Parceria entre o Fala Roça e a PUC-Rio forma futuros jornalistas na prática e no cotidiano da Rocinha
Com mais de 50 reportagens colaborativas, os alunos de extensão trabalham lado a lado com a equipe do Fala Roça, tendo a experiência do dia a dia do jornalismo de favela

Com mais de 50 reportagens colaborativas, os alunos de extensão trabalham lado a lado com a equipe do Fala Roça, tendo a experiência do dia a dia do jornalismo de favela
“O que a universidade pode aprender com a Rocinha?”. Foi a partir dessa provocação que nasceu a extensão de Jornalismo e Cidadania, coordenada pela professora Lilian Saback e pelo Michel Silva, cofundador do Jornal Fala Roça. A disciplina colaborativa com a PUC-Rio convida os alunos a compreender na prática como se faz jornalismo de favela.
“Aqui, os alunos têm a liberdade de escrever sobre o que gostam, contextualizar, produzir jornalismo de soluções e conhecer os reais especialistas das narrativas: os moradores. Eles vão circular pelo morro, conhecer as pessoas e os equipamentos públicos, compreendendo que a lógica da favela vai muito além do que sempre foi contado”, afirma Karen Fontoura, coordenadora de jornalismo do Fala Roça.
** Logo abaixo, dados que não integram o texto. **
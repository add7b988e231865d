// src/models.rs

use std::collections::HashMap;

use chrono::{NaiveDate, NaiveDateTime};
use serde::{Deserialize, Serialize};
use uuid::Uuid;

//------------------------------------------------------------------------------
// IDENTIFIER TYPES
//------------------------------------------------------------------------------
// Using newtype pattern for type safety to prevent mixing different ID types

/// Strongly typed identifier for an agency
#[derive(Debug, Clone, PartialEq, Eq, Hash, Serialize, Deserialize)]
pub struct AgencyId(pub String);

/// Strongly typed identifier for Household records
#[derive(Debug, Clone, PartialEq, Eq, Hash, PartialOrd, Ord, Serialize, Deserialize)]
pub struct HouseholdId(pub String);

impl HouseholdId {
    pub fn new() -> Self {
        HouseholdId(Uuid::new_v4().to_string())
    }
}

impl Default for HouseholdId {
    fn default() -> Self {
        Self::new()
    }
}

/// Strongly typed identifier for Quote records
#[derive(Debug, Clone, PartialEq, Eq, Hash, Serialize, Deserialize)]
pub struct QuoteId(pub String);

impl QuoteId {
    pub fn new() -> Self {
        QuoteId(Uuid::new_v4().to_string())
    }
}

impl Default for QuoteId {
    fn default() -> Self {
        Self::new()
    }
}

/// Strongly typed identifier for Sale records
#[derive(Debug, Clone, PartialEq, Eq, Hash, Serialize, Deserialize)]
pub struct SaleId(pub String);

impl SaleId {
    pub fn new() -> Self {
        SaleId(Uuid::new_v4().to_string())
    }
}

impl Default for SaleId {
    fn default() -> Self {
        Self::new()
    }
}

/// Strongly typed identifier for team members (producers)
#[derive(Debug, Clone, PartialEq, Eq, Hash, PartialOrd, Ord, Serialize, Deserialize)]
pub struct TeamMemberId(pub String);

//------------------------------------------------------------------------------
// CORE DOMAIN MODELS
//------------------------------------------------------------------------------

/// Lifecycle status of a household. Advances forward only,
/// driven by the presence of quotes and sales.
#[derive(Debug, Clone, Copy, PartialEq, Eq, Serialize, Deserialize)]
pub enum HouseholdStatus {
    Lead,
    Quoted,
    Sold,
}

impl HouseholdStatus {
    pub fn as_str(&self) -> &'static str {
        match self {
            Self::Lead => "lead",
            Self::Quoted => "quoted",
            Self::Sold => "sold",
        }
    }

    pub fn from_str(s: &str) -> Self {
        match s.to_lowercase().as_str() {
            "sold" => Self::Sold,
            "quoted" => Self::Quoted,
            _ => Self::Lead,
        }
    }

    fn rank(&self) -> u8 {
        match self {
            Self::Lead => 0,
            Self::Quoted => 1,
            Self::Sold => 2,
        }
    }
}

/// Represents one prospect/customer entity within an agency.
///
/// Identified by a normalized name+postal-code key that is unique per
/// agency. Created on first quote ingestion; never deleted by this engine.
#[derive(Debug, Clone, Serialize, Deserialize)]
pub struct Household {
    /// Unique identifier for this household
    pub id: HouseholdId,

    /// The agency that owns this household
    pub agency_id: AgencyId,

    /// Normalized identity key (`LASTNAME|FIRSTNAME|ZIP`)
    pub household_key: String,

    pub first_name: String,
    pub last_name: String,
    pub postal_code: String,

    /// Date the lead was first received
    pub lead_received: NaiveDate,

    /// Forward-only lifecycle status
    pub status: HouseholdStatus,

    /// Producer assigned to this household, if any
    pub producer_id: Option<TeamMemberId>,

    /// Set on creation so a human can confirm a freshly minted household
    pub needs_attention: bool,

    pub active: bool,

    pub created_at: NaiveDateTime,
    pub updated_at: NaiveDateTime,
}

impl Household {
    /// Advances the household status, never regressing it.
    /// Returns true if the status actually changed.
    pub fn advance_status(&mut self, to: HouseholdStatus) -> bool {
        if to.rank() > self.status.rank() {
            self.status = to;
            true
        } else {
            false
        }
    }
}

/// One quoted product for a household on a given date.
///
/// Natural uniqueness key is (household, quote date, product type);
/// re-ingesting the same logical quote updates rather than duplicates.
#[derive(Debug, Clone, Serialize, Deserialize)]
pub struct Quote {
    pub id: QuoteId,
    pub agency_id: AgencyId,
    pub household_id: HouseholdId,

    /// Producer that wrote the quote, if resolved
    pub producer_id: Option<TeamMemberId>,

    pub quote_date: NaiveDate,
    pub product_type: String,
    pub items_quoted: i32,

    /// Premium in minor currency units (cents)
    pub premium_cents: i64,

    pub issued_policy_number: Option<String>,

    /// Report type of the upload that produced this quote; used for supersession
    pub report_type: String,

    pub active: bool,

    pub created_at: NaiveDateTime,
    pub updated_at: NaiveDateTime,
}

/// Matching lifecycle of an externally reported sale.
#[derive(Debug, Clone, Copy, PartialEq, Eq, Serialize, Deserialize)]
pub enum SaleMatchState {
    /// No household link yet
    Unmatched,
    /// Linked without human review (score cleared the confidence floor)
    AutoMatched,
    /// Queued for human review
    PendingReview,
    /// Linked by an explicit human decision
    Matched,
    /// Deliberately left unlinked; excluded from future auto-matching
    Skipped,
    /// Linked to a household created for it during review
    CreatedNew,
}

impl SaleMatchState {
    pub fn as_str(&self) -> &'static str {
        match self {
            Self::Unmatched => "unmatched",
            Self::AutoMatched => "auto_matched",
            Self::PendingReview => "pending_review",
            Self::Matched => "matched",
            Self::Skipped => "skipped",
            Self::CreatedNew => "created_new",
        }
    }

    pub fn from_str(s: &str) -> Self {
        match s.to_lowercase().as_str() {
            "auto_matched" => Self::AutoMatched,
            "pending_review" => Self::PendingReview,
            "matched" => Self::Matched,
            "skipped" => Self::Skipped,
            "created_new" => Self::CreatedNew,
            _ => Self::Unmatched,
        }
    }

    /// A decided sale keeps its state across re-ingestion; only undecided
    /// sales are eligible for another matching attempt.
    pub fn is_decided(&self) -> bool {
        !matches!(self, Self::Unmatched | Self::PendingReview)
    }
}

/// A sold-policy event reported by a carrier upload, initially unlinked
/// to any household until resolved by matching or review.
#[derive(Debug, Clone, Serialize, Deserialize)]
pub struct Sale {
    pub id: SaleId,
    pub agency_id: AgencyId,

    pub first_name: String,
    pub last_name: String,
    pub postal_code: String,

    pub product_type: String,
    pub premium_cents: i64,
    pub sale_date: NaiveDate,

    /// Sub-producer code as it appeared on the report
    pub sub_producer_code: Option<String>,
    /// Sub-producer name as it appeared on the report
    pub sub_producer_name: Option<String>,

    /// Resolved producer, if the matcher succeeded
    pub producer_id: Option<TeamMemberId>,

    /// Linked household once resolved
    pub household_id: Option<HouseholdId>,

    pub match_state: SaleMatchState,

    /// Report type of the upload that produced this sale; used for supersession
    pub report_type: String,

    pub active: bool,

    pub created_at: NaiveDateTime,
    pub updated_at: NaiveDateTime,
}

//------------------------------------------------------------------------------
// TEAM DIRECTORY
//------------------------------------------------------------------------------

/// One producer/team member as known to the agency.
#[derive(Debug, Clone, Serialize, Deserialize)]
pub struct TeamMember {
    pub id: TeamMemberId,
    pub name: String,
    pub producer_code: Option<String>,
}

/// Read-only snapshot of an agency's team members for one reconciliation
/// run, with the case-insensitive code index built once up front.
#[derive(Debug, Clone)]
pub struct TeamDirectory {
    members: Vec<TeamMember>,
    code_index: HashMap<String, TeamMemberId>,
}

impl TeamDirectory {
    pub fn new(members: Vec<TeamMember>) -> Self {
        let mut code_index = HashMap::new();
        for member in &members {
            if let Some(code) = &member.producer_code {
                let code = code.trim();
                if !code.is_empty() {
                    code_index.insert(code.to_uppercase(), member.id.clone());
                }
            }
        }
        TeamDirectory {
            members,
            code_index,
        }
    }

    /// Case-insensitive exact lookup by producer code.
    pub fn by_code(&self, code: &str) -> Option<&TeamMemberId> {
        self.code_index.get(&code.trim().to_uppercase())
    }

    pub fn members(&self) -> &[TeamMember] {
        &self.members
    }

    pub fn len(&self) -> usize {
        self.members.len()
    }

    pub fn is_empty(&self) -> bool {
        self.members.is_empty()
    }
}

//------------------------------------------------------------------------------
// INPUT ROWS
//------------------------------------------------------------------------------

/// Row-type-specific payload of a normalized upload row.
#[derive(Debug, Clone, Serialize, Deserialize)]
pub enum RowKind {
    Quote {
        quote_date: NaiveDate,
        items_quoted: i32,
        issued_policy_number: Option<String>,
    },
    Sale {
        sale_date: NaiveDate,
    },
}

/// One parsed, vendor-cleaned row from a report upload. Parsing of
/// vendor spreadsheet formats happens upstream; by the time a row
/// reaches this engine all fields are typed and money is integer cents.
#[derive(Debug, Clone, Serialize, Deserialize)]
pub struct NormalizedRow {
    pub first_name: String,
    pub last_name: String,
    pub postal_code: String,
    pub product_type: String,
    pub premium_cents: i64,
    pub sub_producer_code: Option<String>,
    pub sub_producer_name: Option<String>,
    /// Natural identifier from the source report (policy/quote reference),
    /// used to label per-row errors
    pub reference: Option<String>,
    pub kind: RowKind,
}

impl NormalizedRow {
    /// Label used when reporting a per-row error.
    pub fn error_label(&self) -> String {
        match &self.reference {
            Some(r) if !r.trim().is_empty() => r.clone(),
            _ => format!("{} {} ({})", self.first_name, self.last_name, self.postal_code),
        }
    }
}

//------------------------------------------------------------------------------
// MATCH CANDIDATES AND REVIEW DECISIONS
//------------------------------------------------------------------------------

/// Which scoring factors fired for a candidate. Each flag maps to a fixed
/// point value so a reviewing human can see exactly why a score was earned.
#[derive(Debug, Clone, Copy, Default, Serialize, Deserialize)]
pub struct MatchFactors {
    /// Candidate's latest quote product type equals the sale product type
    pub product: bool,
    /// Candidate's assigned producer equals the sale's resolved producer
    pub producer: bool,
    /// Candidate's quoted premium is within tolerance of the sale premium
    pub premium: bool,
    /// Candidate's quote date is on or before the sale date
    pub temporal: bool,
}

/// Ephemeral, request-scoped pairing of a sale with one candidate
/// household/quote. Produced by the scorer, consumed immediately by the
/// auto-match path or the review queue, never persisted.
#[derive(Debug, Clone, Serialize, Deserialize)]
pub struct MatchCandidate {
    pub household_id: HouseholdId,
    pub household_name: String,
    pub quote_id: QuoteId,
    pub quote_date: NaiveDate,
    pub product_type: String,
    pub premium_cents: i64,
    pub producer_id: Option<TeamMemberId>,
    pub score: u32,
    pub factors: MatchFactors,
}

/// Action a human chose for one ambiguous sale.
#[derive(Debug, Clone, Copy, PartialEq, Eq, Serialize, Deserialize)]
pub enum ReviewAction {
    Match,
    Skip,
    CreateNew,
}

impl ReviewAction {
    pub fn as_str(&self) -> &'static str {
        match self {
            Self::Match => "match",
            Self::Skip => "skip",
            Self::CreateNew => "create_new",
        }
    }
}

/// One recorded human decision for an ambiguous sale.
#[derive(Debug, Clone, Serialize, Deserialize)]
pub struct ReviewDecision {
    /// Index of the item in the review queue this decision belongs to
    pub item_index: usize,
    pub action: ReviewAction,
    /// Chosen household when the action is `Match`
    pub household_id: Option<HouseholdId>,
}

/// Audit record appended once a review decision has been finalized.
#[derive(Debug, Clone, Serialize, Deserialize)]
pub struct ReviewAuditEntry {
    pub sale_id: SaleId,
    pub action: String,
    pub household_id: Option<HouseholdId>,
    pub decided_at: NaiveDateTime,
    pub details: serde_json::Value,
}
//! Error handling and custom error types
//!
//! Provides unified error handling across the client using thiserror.

use reqwest::StatusCode;
use std::path::PathBuf;
use thiserror::Error;

#[derive(Error, Debug)]
pub enum Error {
    #[error("Missing cloudinary:// scheme in URI")]
    MissingScheme,

    #[error("No API secret provided in URI")]
    MissingSecret,

    #[error("Configuration error: {0}")]
    Config(String),

    #[error("IO error: {0}")]
    Io(#[from] std::io::Error),

    #[error("Failed to walk {}: {source}", .path.display())]
    Walk {
        path: PathBuf,
        #[source]
        source: walkdir::Error,
    },

    #[error("HTTP request error: {0}")]
    Http(#[from] reqwest::Error),

    /// Structured error returned by the remote API. Displays the remote
    /// message verbatim.
    #[error("{message}")]
    Api { status: StatusCode, message: String },

    #[error("Request error: {0}")]
    Status(StatusCode),

    #[error("Decode error: {0}")]
    Decode(#[from] serde_json::Error),
}

impl Error {
    /// True for errors raised while parsing the connection URI.
    pub fn is_config(&self) -> bool {
        matches!(
            self,
            Error::MissingScheme | Error::MissingSecret | Error::Config(_)
        )
    }
}

pub type Result<T> = std::result::Result<T, Error>;

#[cfg(test)]
mod tests {
    use super::*;

    #[test]
    fn test_api_error_displays_remote_message() {
        let err = Error::Api {
            status: StatusCode::BAD_REQUEST,
            message: "Missing required parameter - public_id".to_string(),
        };
        assert_eq!(err.to_string(), "Missing required parameter - public_id");
        assert!(!err.is_config());
    }

    #[test]
    fn test_status_error_displays_status_line() {
        let err = Error::Status(StatusCode::BAD_GATEWAY);
        assert_eq!(err.to_string(), "Request error: 502 Bad Gateway");
    }

    #[test]
    fn test_config_errors_are_flagged() {
        assert!(Error::MissingScheme.is_config());
        assert!(Error::MissingSecret.is_config());
        assert!(Error::Config("bad".to_string()).is_config());
    }
}
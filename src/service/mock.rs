use super::AssetService;
use crate::models::{
    DeleteResult, Mapping, MappingMessage, ResourceType, UploadMappings, UploadResult,
};
use crate::walker;
use crate::{Error, Result};
use async_trait::async_trait;
use reqwest::StatusCode;
use std::collections::BTreeMap;
use std::path::Path;
use std::sync::{Arc, Mutex};

/// In-memory stand-in for [`super::Service`]. Uploads only touch the local
/// filesystem to discover files; nothing leaves the process.
#[derive(Clone, Default)]
pub struct MockAssetService {
    uploaded: Arc<Mutex<BTreeMap<String, ResourceType>>>,
    mappings: Arc<Mutex<BTreeMap<String, String>>>,
    upload_count: Arc<Mutex<usize>>,
    random_counter: Arc<Mutex<u64>>,
}

impl MockAssetService {
    pub fn new() -> Self {
        Self::default()
    }

    pub fn with_mapping(self, folder: &str, template: &str) -> Self {
        self.mappings
            .lock()
            .unwrap()
            .insert(folder.to_string(), template.to_string());
        self
    }

    pub fn get_upload_count(&self) -> usize {
        *self.upload_count.lock().unwrap()
    }

    pub fn get_public_ids(&self) -> Vec<String> {
        self.uploaded.lock().unwrap().keys().cloned().collect()
    }

    fn record_upload(
        &self,
        path: &Path,
        use_random_id: bool,
        resource_type: ResourceType,
    ) -> UploadResult {
        *self.upload_count.lock().unwrap() += 1;

        let public_id = if use_random_id {
            let mut counter = self.random_counter.lock().unwrap();
            *counter += 1;
            format!("random{:06}", *counter)
        } else {
            walker::public_id_for(path, resource_type)
        };

        self.uploaded
            .lock()
            .unwrap()
            .insert(public_id.clone(), resource_type);

        UploadResult {
            format: path
                .extension()
                .map(|ext| ext.to_string_lossy().into_owned()),
            public_id,
            version: 1,
            resource_type: resource_type.to_string(),
            bytes: std::fs::metadata(path).ok().map(|m| m.len()),
            url: None,
            secure_url: None,
        }
    }

    fn missing_mapping(folder: &str) -> Error {
        Error::Api {
            status: StatusCode::NOT_FOUND,
            message: format!("Mapping for folder {} not found", folder),
        }
    }
}

#[async_trait]
impl AssetService for MockAssetService {
    async fn upload(
        &self,
        path: &Path,
        use_random_id: bool,
        resource_type: ResourceType,
    ) -> Result<Vec<UploadResult>> {
        let metadata = std::fs::metadata(path)?;

        if !metadata.is_dir() {
            return Ok(vec![self.record_upload(path, use_random_id, resource_type)]);
        }

        walker::walk_files(path)
            .map(|entry| entry.map(|file| self.record_upload(&file, use_random_id, resource_type)))
            .collect()
    }

    async fn delete(&self, public_id: &str, resource_type: ResourceType) -> Result<DeleteResult> {
        let mut uploaded = self.uploaded.lock().unwrap();
        let result = if uploaded.get(public_id) == Some(&resource_type) {
            uploaded.remove(public_id);
            "ok"
        } else {
            "not found"
        };

        Ok(DeleteResult {
            result: result.to_string(),
        })
    }

    async fn list_upload_mappings(&self) -> Result<UploadMappings> {
        let mappings = self
            .mappings
            .lock()
            .unwrap()
            .iter()
            .map(|(folder, template)| Mapping {
                folder: folder.clone(),
                template: template.clone(),
            })
            .collect();

        Ok(UploadMappings { mappings })
    }

    async fn create_upload_mapping(&self, folder: &str, template: &str) -> Result<MappingMessage> {
        let mut mappings = self.mappings.lock().unwrap();
        if mappings.contains_key(folder) {
            return Err(Error::Api {
                status: StatusCode::CONFLICT,
                message: format!("Mapping for folder {} already exists", folder),
            });
        }
        mappings.insert(folder.to_string(), template.to_string());

        Ok(MappingMessage {
            message: "created".to_string(),
        })
    }

    async fn update_upload_mapping(&self, folder: &str, template: &str) -> Result<MappingMessage> {
        let mut mappings = self.mappings.lock().unwrap();
        match mappings.get_mut(folder) {
            Some(existing) => *existing = template.to_string(),
            None => return Err(Self::missing_mapping(folder)),
        }

        Ok(MappingMessage {
            message: "updated".to_string(),
        })
    }

    async fn delete_upload_mapping(&self, folder: &str) -> Result<MappingMessage> {
        self.mappings
            .lock()
            .unwrap()
            .remove(folder)
            .ok_or_else(|| Self::missing_mapping(folder))?;

        Ok(MappingMessage {
            message: "deleted".to_string(),
        })
    }
}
A parceria, realizada desde 2022, conecta a vivência acadêmica à redação do Fala Roça, que exerce o papel de mentora de comunicação comunitária. Os alunos participam de aulas de História da Rocinha e de Lei de Acesso à Informação (LAI), reuniões de pauta e produção imersiva na comunidade, entrevistando moradores, conversando com especialistas e criando um vínculo com o jornalismo independente.
“A aproximação da universidade com a mídia comunitária possibilita a formação de futuros jornalistas capazes de produzir um jornalismo mais humanizado, além de aproximar os estudantes de questões estruturais que afetam os moradores de territórios periféricos da nossa cidade”, explica Lilian Saback, jornalista e professora da disciplina.
A disciplina é oferecida para propor um contraponto à lógica fortemente construída pela mídia comercial.

“Gostaria que todos os estudantes tivessem a oportunidade de viver uma experiência como essa, principalmente em uma universidade como a PUC. Precisamos de mais jornalistas e futuros profissionais olhando para as favelas e para as diferentes realidades que compõem a nossa sociedade.”, enfatiza Ana Beatriz, de 21 anos e estudante do 6º periodo de jornalismo da Puc Rio.
Ao conhecerem a organização, que é a principal referência de jornalismo na Rocinha, os alunos passam a produzir sobre as potencialidades da maior favela do Brasil, quebrando estigmas construídos por narrativas escritas por quem escreve de fora para fora e com pouco aprofundamento sobre os problemas da região.
“Fico muito feliz que a faculdade incentiva esse tipo de parceria, porque acredito que isso seja essencial no jornalismo: conhecer novos territórios, ouvir diferentes histórias de quem muitas vezes não é ouvido. Sem dúvida, foi uma das minhas aulas favoritas do semestre”, acrescenta.
Mais do que um espaço de aprendizagem para os universitários, a extensão também representa uma oportunidade de troca de saberes. A experiência demonstra que a favela não é apenas objeto de estudo, mas também um espaço que ensina sobre comunicação, escuta, ética e compromisso social.
“Foi uma experiência muito marcante para mim. Eu sou de Cabo Frio e nunca tinha visitado uma favela antes”, conta Clara Santa Rosa, de 21 anos, que fez a extensão em 2025.“A imagem que a grande mídia costuma construir desses lugares é muito estereotipada e distante da realidade. Eu já tinha consciência disso, mas viver essa experiência pessoalmente foi completamente diferente”, finaliza a jovem.